Time-Based – you have a deadline, and defined checkpoints.
Have you noticed how tasks expand to fill available time – and more? Giving yourself some time constraint – whether it is the ultimate deadline, or just that you’re going to have to move on to something else is a great way to get more done, more quickly.
Practicing being SMART, and getting good at it, takes time and discipline. Sometimes you’ll remember and it will be great. You might try at it and fail spectacularly. It’s all part of the process.
One way to start is to use the SMART framework to help you pick what to focus on first. How you answer the questions will help you decide what is most important.

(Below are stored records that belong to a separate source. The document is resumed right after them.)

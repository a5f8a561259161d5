//! The confirmation prompt shown for a generated command and the action it
//! triggers.

use anyhow::{Context, Result};
use codex_core::{Choice, ExecutionOutcome};
use crossterm::style::Stylize;
use std::io::Write;
use tracing::info;

use crate::clipboard::ClipboardSink;
use crate::keypress::KeySource;
use crate::stream::{ShellSpec, StreamLine, stream_command};

const FALLBACK_TERMINAL_WIDTH: usize = 80;

/// Presents one command, waits for a single key, and carries out the choice.
///
/// Every path through [`present`](Self::present) ends in exactly one
/// [`ExecutionOutcome`]; nothing is retried.
pub struct ExecutionController<K, C, W> {
    keys: K,
    clipboard: C,
    out: W,
    shell: ShellSpec,
    width: usize,
}

impl<K: KeySource, C: ClipboardSink, W: Write> ExecutionController<K, C, W> {
    pub fn new(keys: K, clipboard: C, out: W) -> Self {
        Self {
            keys,
            clipboard,
            out,
            shell: ShellSpec::system(),
            width: terminal_width(),
        }
    }

    pub fn with_shell(mut self, shell: ShellSpec) -> Self {
        self.shell = shell;
        self
    }

    pub fn with_width(mut self, width: usize) -> Self {
        self.width = width;
        self
    }

    /// Print an informational line, such as the model in use.
    pub fn announce(&mut self, text: &str) -> Result<()> {
        writeln!(self.out, "{}", text.blue())?;
        self.out.flush()?;
        Ok(())
    }

    /// Print a single `Error:` line in place of the option menu.
    pub fn report_error(&mut self, message: &str) -> Result<()> {
        writeln!(self.out, "{}", format!("Error: {message}").red())?;
        self.out.flush()?;
        Ok(())
    }

    /// Show `command` with the option menu and act on the key pressed.
    ///
    /// Errors only come from the terminal itself (reading the key or writing
    /// output); a command that fails to run is a `Failed` outcome.
    pub async fn present(&mut self, command: &str) -> Result<ExecutionOutcome> {
        writeln!(self.out, "{}", banner("Command Found", self.width).blue())?;
        writeln!(self.out, "{}", command.green().bold())?;
        writeln!(self.out, "{}", banner("Options", self.width).blue())?;
        writeln!(self.out, "{}", "What would you like to do?".blue())?;
        writeln!(self.out, "{} Execute command", "[e]".bold())?;
        writeln!(self.out, "{} Copy to clipboard", "[c]".bold())?;
        writeln!(self.out, "{} Abort", "[a]".bold())?;
        write!(self.out, "\n{}", "Press key: ".blue())?;
        self.out.flush()?;

        let key = self.keys.read_key()?;
        writeln!(self.out)?;
        let choice = Choice::from_key(key);
        info!(?choice, "user decision");

        let outcome = match choice {
            Choice::Execute => self.execute(command).await?,
            Choice::Copy => {
                self.clipboard.copy(command);
                writeln!(self.out, "{}", "✓ Command copied to clipboard!".green())?;
                ExecutionOutcome::copied()
            }
            Choice::Abort => {
                writeln!(self.out, "{}", "Operation aborted.".blue())?;
                ExecutionOutcome::aborted()
            }
            Choice::Unrecognized(_) => {
                writeln!(self.out, "{}", "Unknown choice. Nothing happened.".red())?;
                ExecutionOutcome::unknown_choice()
            }
        };
        self.out.flush()?;
        info!(kind = ?outcome.kind, exit_code = ?outcome.exit_code, "command cycle finished");
        Ok(outcome)
    }

    async fn execute(&mut self, command: &str) -> Result<ExecutionOutcome> {
        writeln!(self.out, "{}", banner("Executing Command", self.width).blue())?;
        writeln!(self.out, "{}", timestamp("").yellow())?;
        writeln!(self.out, "{}\n", format!("Running: {command}").blue())?;
        self.out.flush()?;

        let out = &mut self.out;
        let mut write_error = None;
        let result = stream_command(&self.shell, command, |line| {
            let written = match &line {
                StreamLine::Stdout(text) => writeln!(out, "{}", text.as_str().green()),
                StreamLine::Stderr(text) => writeln!(out, "{}", text.as_str().red()),
            }
            .and_then(|()| out.flush());
            if let Err(e) = written {
                write_error.get_or_insert(e);
            }
        })
        .await;
        if let Some(e) = write_error {
            return Err(e).context("Failed to write command output");
        }

        let outcome = match result {
            Ok(report) => {
                let outcome = ExecutionOutcome::from_exit(report.exit_code, report.permission_denied);
                if report.exit_code == 0 {
                    writeln!(self.out, "\n{}", "✓ Command completed successfully".green())?;
                } else if report.permission_denied {
                    let message = "✗ Command failed due to permission issues. Try:\n  \
                                   1. Using sudo (if appropriate)\n  \
                                   2. Checking file/directory permissions\n  \
                                   3. Running from a directory you have access to";
                    writeln!(self.out, "\n{}", message.red())?;
                } else {
                    let message = format!("✗ Command failed with exit code {}", report.exit_code);
                    writeln!(self.out, "\n{}", message.red())?;
                }
                outcome
            }
            Err(e) => {
                tracing::warn!("command execution failed: {e:#}");
                writeln!(self.out, "\n{}", format!("✗ {e}").red())?;
                ExecutionOutcome::spawn_failed()
            }
        };

        writeln!(self.out, "{}", timestamp("Finished at ").yellow())?;
        Ok(outcome)
    }

    /// Consume the controller, returning its output writer.
    pub fn into_output(self) -> W {
        self.out
    }
}

/// `text` centred in a line of `=` as wide as the terminal.
fn banner(text: &str, width: usize) -> String {
    let fill = width.saturating_sub(text.chars().count() + 2) / 2;
    let padding = "=".repeat(fill);
    format!("{padding} {text} {padding}")
}

fn timestamp(prefix: &str) -> String {
    format!("{prefix}[{}]", chrono::Local::now().format("%H:%M:%S"))
}

fn terminal_width() -> usize {
    crossterm::terminal::size()
        .map(|(cols, _)| usize::from(cols))
        .ok()
        .filter(|cols| *cols > 0)
        .unwrap_or(FALLBACK_TERMINAL_WIDTH)
}

#[cfg(test)]
#[path = "controller_tests.rs"]
mod tests;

If you can’t give yourself good answers, it probably isn’t as important as you think!
Learning to do this is one of the most important foundational things you can do to get more of what’s important done – in less time – and make it home on time for dinner.
Have a great rest of the week.
Doug Brown, JD
Chief Learning Officer & Executive Coach
Summit Success International
I help attorneys get more done in less time – and never miss a dinner again.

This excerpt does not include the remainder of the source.